Sleep is an essential human physiological behavior, and the quality of sleep directly affects a person’s physical and mental state. In clinical medicine, sleep stage is an important basis for doctors to diagnose and treat sleep disorders. The traditional method of classifying sleep stages requires sleep experts to classify them manually, and the whole process is time-consuming and laborious.
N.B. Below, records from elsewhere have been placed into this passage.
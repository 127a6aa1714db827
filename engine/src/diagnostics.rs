// Counters are plain atomics: the JACK process thread only ever calls
// `record`, the mainloop thread may `report` and log on the spot.

use std::fmt;
use std::sync::atomic::{AtomicU64, Ordering};
use tracing::warn;

#[derive(Debug, Clone, Copy, PartialEq, Eq)]
pub enum Direction {
    Playback,
    Capture,
    Monitor,
}

impl Direction {
    pub const ALL: [Direction; 3] = [Direction::Playback, Direction::Capture, Direction::Monitor];

    fn index(self) -> usize {
        match self {
            Direction::Playback => 0,
            Direction::Capture => 1,
            Direction::Monitor => 2,
        }
    }

    pub fn label(self) -> &'static str {
        match self {
            Direction::Playback => "Playback",
            Direction::Capture => "Record",
            Direction::Monitor => "Monitor",
        }
    }
}

impl fmt::Display for Direction {
    fn fmt(&self, f: &mut fmt::Formatter<'_>) -> fmt::Result {
        f.write_str(self.label())
    }
}

#[derive(Debug, Clone, Copy, PartialEq, Eq)]
pub enum Xrun {
    /// Producer outran the consumer: `required` bytes did not fit in `available`.
    Overflow {
        direction: Direction,
        available: usize,
        required: usize,
    },
    /// Consumer outran the producer: `required` bytes wanted, `available` present.
    Underflow {
        direction: Direction,
        available: usize,
        required: usize,
    },
    /// PulseAudio reported lost data. Counted as an overflow.
    Hole { direction: Direction, bytes: usize },
}

impl Xrun {
    pub fn direction(self) -> Direction {
        match self {
            Xrun::Overflow { direction, .. }
            | Xrun::Underflow { direction, .. }
            | Xrun::Hole { direction, .. } => direction,
        }
    }
}

#[derive(Debug, Clone, Copy, Default, PartialEq, Eq)]
pub struct Tally {
    pub overflows: u64,
    pub underflows: u64,
    pub holes: u64,
}

impl Tally {
    fn since(self, earlier: Tally) -> Tally {
        Tally {
            overflows: self.overflows.saturating_sub(earlier.overflows),
            underflows: self.underflows.saturating_sub(earlier.underflows),
            holes: self.holes.saturating_sub(earlier.holes),
        }
    }

    pub fn is_zero(&self) -> bool {
        *self == Tally::default()
    }
}

#[derive(Debug, Default)]
struct Counters {
    overflows: AtomicU64,
    underflows: AtomicU64,
    holes: AtomicU64,
}

#[derive(Debug, Default)]
pub struct Diagnostics {
    counters: [Counters; 3],
}

impl Diagnostics {
    pub fn new() -> Self {
        Self::default()
    }

    /// Bumps the counter for `xrun` without logging.
    pub fn record(&self, xrun: Xrun) {
        let counters = &self.counters[xrun.direction().index()];
        match xrun {
            Xrun::Overflow { .. } => {
                counters.overflows.fetch_add(1, Ordering::Relaxed);
            }
            Xrun::Underflow { .. } => {
                counters.underflows.fetch_add(1, Ordering::Relaxed);
            }
            Xrun::Hole { .. } => {
                counters.overflows.fetch_add(1, Ordering::Relaxed);
                counters.holes.fetch_add(1, Ordering::Relaxed);
            }
        }
    }

    /// Records `xrun` and logs it. Not for the JACK process thread.
    pub fn report(&self, xrun: Xrun) {
        self.record(xrun);
        match xrun {
            Xrun::Overflow {
                direction,
                available,
                required,
            } => warn!("{direction} buffer overflow: {available} < {required}"),
            Xrun::Underflow {
                direction,
                available,
                required,
            } => warn!("{direction} buffer underflow: {available} < {required}"),
            Xrun::Hole { direction, bytes } => {
                warn!("{direction} buffer overflow: {bytes} bytes hole")
            }
        }
    }

    pub fn tally(&self, direction: Direction) -> Tally {
        Tally {
            overflows: self.overflows(direction),
            underflows: self.underflows(direction),
            holes: self.holes(direction),
        }
    }

    /// Overflows reported for `direction`, holes included.
    pub fn overflows(&self, direction: Direction) -> u64 {
        self.counters[direction.index()]
            .overflows
            .load(Ordering::Relaxed)
    }

    pub fn underflows(&self, direction: Direction) -> u64 {
        self.counters[direction.index()]
            .underflows
            .load(Ordering::Relaxed)
    }

    pub fn holes(&self, direction: Direction) -> u64 {
        self.counters[direction.index()].holes.load(Ordering::Relaxed)
    }

    pub fn summary(&self) -> String {
        Direction::ALL
            .iter()
            .map(|&d| {
                format!(
                    "{}: {} overflows ({} holes), {} underflows",
                    d,
                    self.overflows(d),
                    self.holes(d),
                    self.underflows(d)
                )
            })
            .collect::<Vec<_>>()
            .join("; ")
    }
}

/// Turns counter growth into log lines from a non-realtime thread.
#[derive(Debug, Default)]
pub struct XrunReporter {
    last: [Tally; 3],
}

impl XrunReporter {
    pub fn new() -> Self {
        Self::default()
    }

    /// Directions whose counters moved since the previous call, with the deltas.
    pub fn poll(&mut self, diagnostics: &Diagnostics) -> Vec<(Direction, Tally)> {
        let mut moved = Vec::new();
        for direction in Direction::ALL {
            let now = diagnostics.tally(direction);
            let delta = now.since(self.last[direction.index()]);
            self.last[direction.index()] = now;
            if !delta.is_zero() {
                moved.push((direction, delta));
            }
        }
        moved
    }

    pub fn log(&mut self, diagnostics: &Diagnostics) {
        for (direction, delta) in self.poll(diagnostics) {
            warn!(
                "{direction}: {} overflows ({} holes), {} underflows",
                delta.overflows, delta.holes, delta.underflows
            );
        }
    }
}

#[cfg(test)]
mod tests {
    use super::*;

    #[test]
    fn counters_are_per_direction() {
        let diag = Diagnostics::new();
        diag.report(Xrun::Overflow {
            direction: Direction::Playback,
            available: 100,
            required: 2048,
        });
        diag.report(Xrun::Underflow {
            direction: Direction::Monitor,
            available: 0,
            required: 2048,
        });
        assert_eq!(diag.overflows(Direction::Playback), 1);
        assert_eq!(diag.overflows(Direction::Capture), 0);
        assert_eq!(diag.underflows(Direction::Monitor), 1);
        assert_eq!(diag.underflows(Direction::Playback), 0);
    }

    #[test]
    fn holes_count_as_overflows() {
        let diag = Diagnostics::new();
        diag.report(Xrun::Hole {
            direction: Direction::Capture,
            bytes: 512,
        });
        assert_eq!(diag.overflows(Direction::Capture), 1);
        assert_eq!(diag.holes(Direction::Capture), 1);
    }

    #[test]
    fn record_counts_like_report() {
        let diag = Diagnostics::new();
        diag.record(Xrun::Underflow {
            direction: Direction::Capture,
            available: 8,
            required: 2048,
        });
        diag.record(Xrun::Hole {
            direction: Direction::Monitor,
            bytes: 64,
        });
        assert_eq!(diag.underflows(Direction::Capture), 1);
        assert_eq!(diag.overflows(Direction::Monitor), 1);
        assert_eq!(diag.holes(Direction::Monitor), 1);
    }

    #[test]
    fn reporter_yields_only_new_xruns() {
        let diag = Diagnostics::new();
        let mut reporter = XrunReporter::new();
        assert!(reporter.poll(&diag).is_empty());

        for _ in 0..3 {
            diag.record(Xrun::Overflow {
                direction: Direction::Playback,
                available: 0,
                required: 2048,
            });
        }
        diag.record(Xrun::Underflow {
            direction: Direction::Monitor,
            available: 0,
            required: 2048,
        });
        assert_eq!(
            reporter.poll(&diag),
            vec![
                (
                    Direction::Playback,
                    Tally {
                        overflows: 3,
                        underflows: 0,
                        holes: 0,
                    }
                ),
                (
                    Direction::Monitor,
                    Tally {
                        overflows: 0,
                        underflows: 1,
                        holes: 0,
                    }
                ),
            ]
        );
        assert!(reporter.poll(&diag).is_empty());

        diag.record(Xrun::Overflow {
            direction: Direction::Playback,
            available: 0,
            required: 2048,
        });
        let again = reporter.poll(&diag);
        assert_eq!(again.len(), 1);
        assert_eq!(again[0].1.overflows, 1);
    }

    #[test]
    fn summary_lists_every_direction() {
        let diag = Diagnostics::new();
        let summary = diag.summary();
        assert!(summary.starts_with("Playback: 0 overflows"));
        assert!(summary.contains("Record: "));
        assert!(summary.contains("Monitor: "));
    }
}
In recent years, with the help of deep learning, automatic sleep stage classification has made great progress, especially networks using multi-modal electrophysiological signals, which have greatly improved in terms of accuracy. However, we found that the existing multimodal networks have a large number of redundant calculations in the process of using multiple electrophysiological signals, and the networks become heavier due to the use of multiple signals, and difficult to be used in small devices. To solve these two problems, this paper proposes DynamicSleepNet, a network that can maximize the use of multiple electrophysiological signals and can dynamically adjust between accuracy and efficiency. DynamicSleepNet consists of three effective feature extraction modules (EFEMs) and three classifier modules, each EFEM is connected to a classifier. Each EFEM is able to extract signal features while making the effective features more prominent and the invalid features are suppressed. The samples processed by the EFEM are given to the corresponding classifier for classification, and if the classifier considers the uncertainty of the sample to be below the threshold we set, the sample can be output early without going through the whole network. We validated our model on four datasets. The results show that the highest accuracy of our model outperforms all baselines. With accuracy close to baselines, our model is faster than the baselines by a factor of several to several tens, and the number of parameters of the model is lower or close. The implementation code is available at: https://github.com/Quinella7291/A-Multi-exit-Neural-Network-with-Adaptive-Inference-Time-for-Sleep-Stage-Classification/.

【 授权许可】

Unknown   
Copyright © 2023 Wenjian, Qian, Jun and Zhikun.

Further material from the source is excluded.